TASK PROMPT:
All lines in the material containing the word "Item" need to be copied.

━━━━━━━━━━━━━━━━

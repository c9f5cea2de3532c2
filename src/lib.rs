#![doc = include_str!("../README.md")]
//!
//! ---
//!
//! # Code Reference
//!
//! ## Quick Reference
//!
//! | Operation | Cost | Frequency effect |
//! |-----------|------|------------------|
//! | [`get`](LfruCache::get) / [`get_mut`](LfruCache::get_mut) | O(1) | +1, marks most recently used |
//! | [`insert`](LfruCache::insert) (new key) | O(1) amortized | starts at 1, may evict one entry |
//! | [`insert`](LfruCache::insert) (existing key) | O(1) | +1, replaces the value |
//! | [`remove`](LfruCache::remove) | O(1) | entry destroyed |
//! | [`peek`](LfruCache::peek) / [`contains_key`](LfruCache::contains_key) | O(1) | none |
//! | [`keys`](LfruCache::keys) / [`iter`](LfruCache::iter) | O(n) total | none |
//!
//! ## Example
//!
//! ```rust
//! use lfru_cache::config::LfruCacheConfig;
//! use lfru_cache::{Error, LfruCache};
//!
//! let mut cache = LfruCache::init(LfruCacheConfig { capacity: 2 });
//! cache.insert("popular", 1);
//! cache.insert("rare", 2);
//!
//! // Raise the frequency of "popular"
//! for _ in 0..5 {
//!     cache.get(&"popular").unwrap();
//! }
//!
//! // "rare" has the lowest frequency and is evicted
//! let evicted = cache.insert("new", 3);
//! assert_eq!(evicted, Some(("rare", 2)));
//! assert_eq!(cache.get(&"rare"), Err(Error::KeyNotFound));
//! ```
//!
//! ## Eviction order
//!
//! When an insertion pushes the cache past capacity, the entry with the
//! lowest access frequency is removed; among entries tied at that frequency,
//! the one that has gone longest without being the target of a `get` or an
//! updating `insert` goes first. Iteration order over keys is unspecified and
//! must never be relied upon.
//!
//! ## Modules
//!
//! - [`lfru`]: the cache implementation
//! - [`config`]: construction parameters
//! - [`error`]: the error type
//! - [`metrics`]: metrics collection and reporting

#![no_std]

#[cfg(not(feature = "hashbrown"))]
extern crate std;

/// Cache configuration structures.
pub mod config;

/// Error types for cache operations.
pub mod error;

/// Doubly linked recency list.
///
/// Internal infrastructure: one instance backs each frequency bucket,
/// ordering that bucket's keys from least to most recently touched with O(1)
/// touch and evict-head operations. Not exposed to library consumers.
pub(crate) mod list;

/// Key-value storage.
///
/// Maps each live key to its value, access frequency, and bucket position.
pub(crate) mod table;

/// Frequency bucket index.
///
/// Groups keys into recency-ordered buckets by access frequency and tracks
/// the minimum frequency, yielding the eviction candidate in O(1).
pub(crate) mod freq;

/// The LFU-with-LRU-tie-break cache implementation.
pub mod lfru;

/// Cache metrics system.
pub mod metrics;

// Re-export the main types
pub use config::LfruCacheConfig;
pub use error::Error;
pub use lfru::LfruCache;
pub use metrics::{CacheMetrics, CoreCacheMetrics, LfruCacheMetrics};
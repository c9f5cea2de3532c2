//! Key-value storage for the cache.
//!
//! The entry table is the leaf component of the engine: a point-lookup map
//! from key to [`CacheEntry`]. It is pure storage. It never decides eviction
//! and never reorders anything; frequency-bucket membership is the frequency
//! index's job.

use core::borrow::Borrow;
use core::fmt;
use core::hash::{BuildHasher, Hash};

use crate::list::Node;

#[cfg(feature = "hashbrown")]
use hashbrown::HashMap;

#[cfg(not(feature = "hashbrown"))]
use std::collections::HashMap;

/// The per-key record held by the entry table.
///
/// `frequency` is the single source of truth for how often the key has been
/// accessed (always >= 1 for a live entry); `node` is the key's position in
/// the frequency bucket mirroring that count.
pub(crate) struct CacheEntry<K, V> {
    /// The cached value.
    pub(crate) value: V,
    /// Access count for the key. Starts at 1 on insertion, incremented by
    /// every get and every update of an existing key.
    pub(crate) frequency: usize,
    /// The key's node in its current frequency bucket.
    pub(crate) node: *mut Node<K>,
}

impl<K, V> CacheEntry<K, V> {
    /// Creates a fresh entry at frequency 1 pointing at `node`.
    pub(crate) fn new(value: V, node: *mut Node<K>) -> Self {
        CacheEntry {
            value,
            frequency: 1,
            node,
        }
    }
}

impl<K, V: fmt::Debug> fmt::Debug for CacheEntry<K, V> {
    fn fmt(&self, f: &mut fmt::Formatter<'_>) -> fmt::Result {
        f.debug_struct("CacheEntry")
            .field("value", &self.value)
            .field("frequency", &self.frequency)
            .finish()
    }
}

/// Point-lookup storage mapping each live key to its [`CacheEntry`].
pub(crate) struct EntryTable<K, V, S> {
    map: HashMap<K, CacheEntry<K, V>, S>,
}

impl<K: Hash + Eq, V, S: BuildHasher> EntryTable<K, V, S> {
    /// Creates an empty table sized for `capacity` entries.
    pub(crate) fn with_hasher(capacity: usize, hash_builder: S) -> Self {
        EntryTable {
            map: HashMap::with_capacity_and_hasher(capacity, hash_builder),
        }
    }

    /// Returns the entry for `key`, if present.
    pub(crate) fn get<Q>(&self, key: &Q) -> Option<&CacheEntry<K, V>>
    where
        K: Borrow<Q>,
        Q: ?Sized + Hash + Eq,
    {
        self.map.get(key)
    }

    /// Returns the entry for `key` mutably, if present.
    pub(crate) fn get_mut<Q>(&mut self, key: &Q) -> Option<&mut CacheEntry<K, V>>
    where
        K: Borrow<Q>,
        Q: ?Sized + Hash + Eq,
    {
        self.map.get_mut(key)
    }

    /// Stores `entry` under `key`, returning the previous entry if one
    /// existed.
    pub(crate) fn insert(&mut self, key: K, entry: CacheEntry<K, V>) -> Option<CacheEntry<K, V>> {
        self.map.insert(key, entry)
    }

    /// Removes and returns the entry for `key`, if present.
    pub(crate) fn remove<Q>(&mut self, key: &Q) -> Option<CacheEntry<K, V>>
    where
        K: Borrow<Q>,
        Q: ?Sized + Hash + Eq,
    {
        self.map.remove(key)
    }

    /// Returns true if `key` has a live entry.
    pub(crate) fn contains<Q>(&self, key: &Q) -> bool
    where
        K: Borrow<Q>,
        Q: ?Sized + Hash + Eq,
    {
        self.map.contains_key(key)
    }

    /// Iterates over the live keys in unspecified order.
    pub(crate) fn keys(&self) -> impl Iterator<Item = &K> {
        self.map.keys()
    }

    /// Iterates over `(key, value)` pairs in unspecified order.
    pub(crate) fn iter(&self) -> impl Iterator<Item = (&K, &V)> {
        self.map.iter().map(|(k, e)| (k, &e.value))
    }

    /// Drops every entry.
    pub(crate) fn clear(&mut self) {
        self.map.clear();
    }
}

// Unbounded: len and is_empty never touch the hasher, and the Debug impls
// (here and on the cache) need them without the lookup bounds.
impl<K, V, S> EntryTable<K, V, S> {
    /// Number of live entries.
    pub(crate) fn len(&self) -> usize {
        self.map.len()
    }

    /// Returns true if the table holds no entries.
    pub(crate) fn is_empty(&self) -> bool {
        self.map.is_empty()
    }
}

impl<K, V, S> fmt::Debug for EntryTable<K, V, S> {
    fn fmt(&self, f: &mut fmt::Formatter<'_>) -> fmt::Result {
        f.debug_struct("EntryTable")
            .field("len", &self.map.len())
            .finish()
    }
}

━━━━━━━━━━━━━━━━

ANSWER BOX:
    pub(crate) fn keys(&self) -> impl Iterator<Item = &K> {
    pub(crate) fn iter(&self) -> impl Iterator<Item = (&K, &V)> {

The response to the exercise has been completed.